This art piece shows two women holding the same sign, symbolizing that they are having similar experiences with biased coverage; showcasing the #NoMoreStolenSisters symbol on the Native woman.
In early September, news broke out about Gabrielle “Gabby” Petitio, a missing young woman from Florida. Her disappearance received a lot of media attention from the moment she was reported missing.
In June of 2021, Petito and her fiancé, Brian Laundrie, left Florida to travel the country through the summer. During the last few days of August, Petito’s family reported her missing. On Sept. 21, Petito’s remains were found in Bridger-Teton National Forest in Wyoming, where authorities believed she had disappeared.
Rather than go into more details or repeat the whole story once more, I want to talk about the bias in media coverage of this event.

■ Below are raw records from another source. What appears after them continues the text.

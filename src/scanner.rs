// ABOUTME: Lexer turning Lox source text into a token stream

use crate::error::StaticError;
use crate::token::{keyword, Literal, Token, TokenKind};

pub struct Scanner<'a> {
    source: &'a [u8],
    start: usize,
    current: usize,
    line: usize,
    tokens: Vec<Token>,
    errors: Vec<StaticError>,
}

impl<'a> Scanner<'a> {
    pub fn new(source: &'a str) -> Self {
        Scanner {
            source: source.as_bytes(),
            start: 0,
            current: 0,
            line: 1,
            tokens: Vec::new(),
            errors: Vec::new(),
        }
    }

    /// Scans the whole source, never aborting early: unterminated strings and
    /// unknown characters are recorded and scanning continues.
    pub fn scan_tokens(mut self) -> (Vec<Token>, Vec<StaticError>) {
        while !self.is_at_end() {
            self.start = self.current;
            self.scan_token();
        }
        self.tokens.push(Token::eof(self.line));
        (self.tokens, self.errors)
    }

    fn is_at_end(&self) -> bool {
        self.current >= self.source.len()
    }

    fn advance(&mut self) -> char {
        let c = self.source[self.current] as char;
        self.current += 1;
        c
    }

    fn peek(&self) -> char {
        if self.is_at_end() {
            '\0'
        } else {
            self.source[self.current] as char
        }
    }

    fn peek_next(&self) -> char {
        if self.current + 1 >= self.source.len() {
            '\0'
        } else {
            self.source[self.current + 1] as char
        }
    }

    fn matches(&mut self, expected: char) -> bool {
        if self.is_at_end() || self.source[self.current] as char != expected {
            return false;
        }
        self.current += 1;
        true
    }

    fn lexeme(&self) -> String {
        String::from_utf8_lossy(&self.source[self.start..self.current]).into_owned()
    }

    fn add_token(&mut self, kind: TokenKind) {
        self.add_token_literal(kind, Literal::None);
    }

    fn add_token_literal(&mut self, kind: TokenKind, literal: Literal) {
        let lexeme = self.lexeme();
        self.tokens.push(Token::new(kind, lexeme, literal, self.line));
    }

    fn error(&mut self, message: impl Into<String>) {
        self.errors.push(StaticError::new(self.line, message));
    }

    fn scan_token(&mut self) {
        use TokenKind::*;
        let c = self.advance();
        match c {
            '(' => self.add_token(LeftParen),
            ')' => self.add_token(RightParen),
            '{' => self.add_token(LeftBrace),
            '}' => self.add_token(RightBrace),
            ',' => self.add_token(Comma),
            '.' => self.add_token(Dot),
            '-' => self.add_token(Minus),
            '+' => self.add_token(Plus),
            ';' => self.add_token(Semicolon),
            '*' => self.add_token(Star),
            '?' => self.add_token(Question),
            ':' => self.add_token(Colon),
            '!' => {
                let kind = if self.matches('=') { BangEqual } else { Bang };
                self.add_token(kind);
            }
            '=' => {
                let kind = if self.matches('=') { EqualEqual } else { Equal };
                self.add_token(kind);
            }
            '<' => {
                let kind = if self.matches('=') { LessEqual } else { Less };
                self.add_token(kind);
            }
            '>' => {
                let kind = if self.matches('=') { GreaterEqual } else { Greater };
                self.add_token(kind);
            }
            '/' => {
                if self.matches('/') {
                    while self.peek() != '\n' && !self.is_at_end() {
                        self.advance();
                    }
                } else {
                    self.add_token(Slash);
                }
            }
            ' ' | '\r' | '\t' => {}
            '\n' => self.line += 1,
            '"' => self.string(),
            c if c.is_ascii_digit() => self.number(),
            c if c.is_ascii_alphabetic() || c == '_' => self.identifier(),
            other => self.error(format!("Unexpected character '{other}'.")),
        }
    }

    fn string(&mut self) {
        while self.peek() != '"' && !self.is_at_end() {
            if self.peek() == '\n' {
                self.line += 1;
            }
            self.advance();
        }

        if self.is_at_end() {
            self.error("Unterminated string.");
            return;
        }

        self.advance(); // closing quote
        let value = String::from_utf8_lossy(&self.source[self.start + 1..self.current - 1]).into_owned();
        self.add_token_literal(TokenKind::String, Literal::Str(value));
    }

    fn number(&mut self) {
        while self.peek().is_ascii_digit() {
            self.advance();
        }
        if self.peek() == '.' && self.peek_next().is_ascii_digit() {
            self.advance();
            while self.peek().is_ascii_digit() {
                self.advance();
            }
        }
        let text = self.lexeme();
        let value: f64 = text.parse().expect("scanner only consumed digit/dot characters");
        self.add_token_literal(TokenKind::Number, Literal::Number(value));
    }

    fn identifier(&mut self) {
        while self.peek().is_ascii_alphanumeric() || self.peek() == '_' {
            self.advance();
        }
        let text = self.lexeme();
        let kind = keyword(&text).unwrap_or(TokenKind::Identifier);
        self.add_token(kind);
    }
}
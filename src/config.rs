// ABOUTME: Configuration and constants for the Lox interpreter
// This module contains version info and the REPL's static welcome banner

pub const VERSION: &str = "1.0.0";
pub const WELCOME_MESSAGE: &str = "Lox Interpreter v1.0";
pub const WELCOME_SUBTITLE: &str = "A tree-walking interpreter for Lox";
pub const WELCOME_FOOTER: &str = "Type Lox statements (ending in ';') to evaluate them. Ctrl-D, 'exit', or 'quit' to leave.";

pub const HISTORY_FILE: &str = ".lox_history";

The endless coverage of Petito’s story casted a shadow on a substantial problem in the US. According to the Missing and Murdered Indigenous People Task Force (established in 2019), between the years of 2011 and 2020, there have been over 700 Indigenous people that have gone missing in the same area where Petito was found. Yet, there is little to no coverage of those events. Of those people, 85% were children and 57% were women. The state of Wyoming has 23 counties and there have been missing people reported in 22 out of those 23 counties.
How often have you heard their stories? They are not the top story in the paper nor are they every other post on Instagram, yet, I have learned more about Petito’s story in just a month compared to the decades of missing peoples cases of the Indigenous community.
This is the bias of media coverage, known as Missing White Woman Syndrome – a term used by social scientists to point out the disproportionate coverage between missing upper-class white women and missing women of color. Only 2% of the U.S. population are Indigenous people, yet murder is the third leading cause of death for Native women.
It is important to listen to BIPOC stories and understand the extreme disproportionate biases they deal with on a daily basis. If the news covered missing Indignous peoples just as quickly and deeply as white people, then oppression in the media would decrease.
The Murdered and Missing Indigenous Women (MMIW) movement created a symbol that stands for all of the missing women whose stories have been silenced by the media and law enforcement. Their symbol, a red hand over the mouth of a person, is commonly seen in activism art, often with the hashtag #NoMoreStolenSisters.
Every missing person deserves the same amount of coverage and attention to their case.